ASSIGNMENT:
Look below for the lines from the one with "use std::fs::File;" to the one with "filter directive, overridden", and copy exactly those lines, both ends included.

RECORDS SUPPLIED:
______

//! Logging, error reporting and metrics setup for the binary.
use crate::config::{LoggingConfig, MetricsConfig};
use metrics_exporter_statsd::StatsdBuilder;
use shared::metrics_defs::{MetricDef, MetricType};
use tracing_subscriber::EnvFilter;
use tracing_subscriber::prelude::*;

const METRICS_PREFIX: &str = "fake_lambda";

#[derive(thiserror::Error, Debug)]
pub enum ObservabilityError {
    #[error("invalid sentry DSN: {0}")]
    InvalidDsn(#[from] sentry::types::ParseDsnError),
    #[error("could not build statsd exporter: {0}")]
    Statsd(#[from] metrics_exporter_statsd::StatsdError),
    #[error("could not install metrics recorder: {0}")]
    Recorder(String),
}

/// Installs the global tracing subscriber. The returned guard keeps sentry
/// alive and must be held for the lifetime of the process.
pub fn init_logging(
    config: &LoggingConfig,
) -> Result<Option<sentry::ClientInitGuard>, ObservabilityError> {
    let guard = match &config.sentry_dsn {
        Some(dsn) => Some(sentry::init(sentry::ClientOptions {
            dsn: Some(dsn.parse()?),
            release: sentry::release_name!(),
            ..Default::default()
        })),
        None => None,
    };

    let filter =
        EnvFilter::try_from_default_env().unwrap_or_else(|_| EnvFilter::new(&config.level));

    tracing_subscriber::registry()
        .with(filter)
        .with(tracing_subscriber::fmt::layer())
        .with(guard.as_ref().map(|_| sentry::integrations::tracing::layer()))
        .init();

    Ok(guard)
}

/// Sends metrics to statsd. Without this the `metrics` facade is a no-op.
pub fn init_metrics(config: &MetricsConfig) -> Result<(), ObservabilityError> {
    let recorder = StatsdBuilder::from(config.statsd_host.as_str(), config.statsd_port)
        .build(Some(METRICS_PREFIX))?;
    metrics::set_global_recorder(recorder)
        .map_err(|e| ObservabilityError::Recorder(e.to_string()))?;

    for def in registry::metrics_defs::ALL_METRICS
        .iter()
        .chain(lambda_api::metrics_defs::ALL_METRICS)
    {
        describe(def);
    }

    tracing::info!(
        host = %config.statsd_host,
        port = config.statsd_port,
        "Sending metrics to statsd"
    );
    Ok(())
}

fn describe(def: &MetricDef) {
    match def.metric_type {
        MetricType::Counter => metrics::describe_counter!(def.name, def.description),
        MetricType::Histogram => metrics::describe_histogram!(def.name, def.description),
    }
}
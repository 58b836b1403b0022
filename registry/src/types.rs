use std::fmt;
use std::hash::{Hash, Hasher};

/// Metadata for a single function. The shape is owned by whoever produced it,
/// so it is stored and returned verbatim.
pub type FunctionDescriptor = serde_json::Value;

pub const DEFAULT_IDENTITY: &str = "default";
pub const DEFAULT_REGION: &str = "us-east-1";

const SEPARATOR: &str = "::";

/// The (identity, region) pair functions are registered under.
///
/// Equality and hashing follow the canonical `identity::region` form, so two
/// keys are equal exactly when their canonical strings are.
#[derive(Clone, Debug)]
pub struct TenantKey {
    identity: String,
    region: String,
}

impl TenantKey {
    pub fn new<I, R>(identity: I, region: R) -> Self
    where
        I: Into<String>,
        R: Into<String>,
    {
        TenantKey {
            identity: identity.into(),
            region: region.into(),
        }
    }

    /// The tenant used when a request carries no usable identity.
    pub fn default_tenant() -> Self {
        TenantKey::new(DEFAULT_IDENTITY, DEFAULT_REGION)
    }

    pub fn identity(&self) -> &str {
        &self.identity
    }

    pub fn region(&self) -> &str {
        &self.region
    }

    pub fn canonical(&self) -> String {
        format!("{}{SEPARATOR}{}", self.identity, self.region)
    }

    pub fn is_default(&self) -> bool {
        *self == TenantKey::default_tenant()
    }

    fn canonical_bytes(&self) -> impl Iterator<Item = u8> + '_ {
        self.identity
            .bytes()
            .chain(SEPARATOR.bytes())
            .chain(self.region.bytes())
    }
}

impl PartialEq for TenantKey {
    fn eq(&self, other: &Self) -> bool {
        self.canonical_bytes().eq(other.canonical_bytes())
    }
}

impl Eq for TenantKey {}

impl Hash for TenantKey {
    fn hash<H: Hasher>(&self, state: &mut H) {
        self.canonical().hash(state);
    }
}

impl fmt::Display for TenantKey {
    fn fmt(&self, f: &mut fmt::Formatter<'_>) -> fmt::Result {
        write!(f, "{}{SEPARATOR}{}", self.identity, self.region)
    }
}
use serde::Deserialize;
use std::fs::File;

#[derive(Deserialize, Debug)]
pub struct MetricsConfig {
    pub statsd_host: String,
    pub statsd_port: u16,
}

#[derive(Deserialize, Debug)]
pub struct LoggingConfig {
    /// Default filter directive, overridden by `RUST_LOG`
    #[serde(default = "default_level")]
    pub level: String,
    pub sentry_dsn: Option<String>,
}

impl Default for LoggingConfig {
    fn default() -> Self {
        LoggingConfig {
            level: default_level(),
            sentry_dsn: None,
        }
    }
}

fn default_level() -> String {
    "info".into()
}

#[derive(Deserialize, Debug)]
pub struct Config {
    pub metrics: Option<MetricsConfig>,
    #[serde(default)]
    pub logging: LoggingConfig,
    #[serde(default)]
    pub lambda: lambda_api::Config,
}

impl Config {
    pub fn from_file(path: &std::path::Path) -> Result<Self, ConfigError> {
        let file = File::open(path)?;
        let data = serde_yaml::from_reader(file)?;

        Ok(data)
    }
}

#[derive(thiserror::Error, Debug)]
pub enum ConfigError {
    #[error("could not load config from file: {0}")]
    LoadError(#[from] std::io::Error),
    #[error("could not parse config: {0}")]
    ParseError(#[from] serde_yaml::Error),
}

______

RESPONSE AREA:
use std::fs::File;

#[derive(Deserialize, Debug)]
pub struct MetricsConfig {
    pub statsd_host: String,
    pub statsd_port: u16,
}

#[derive(Deserialize, Debug)]
pub struct LoggingConfig {
    /// Default filter directive, overridden by `RUST_LOG`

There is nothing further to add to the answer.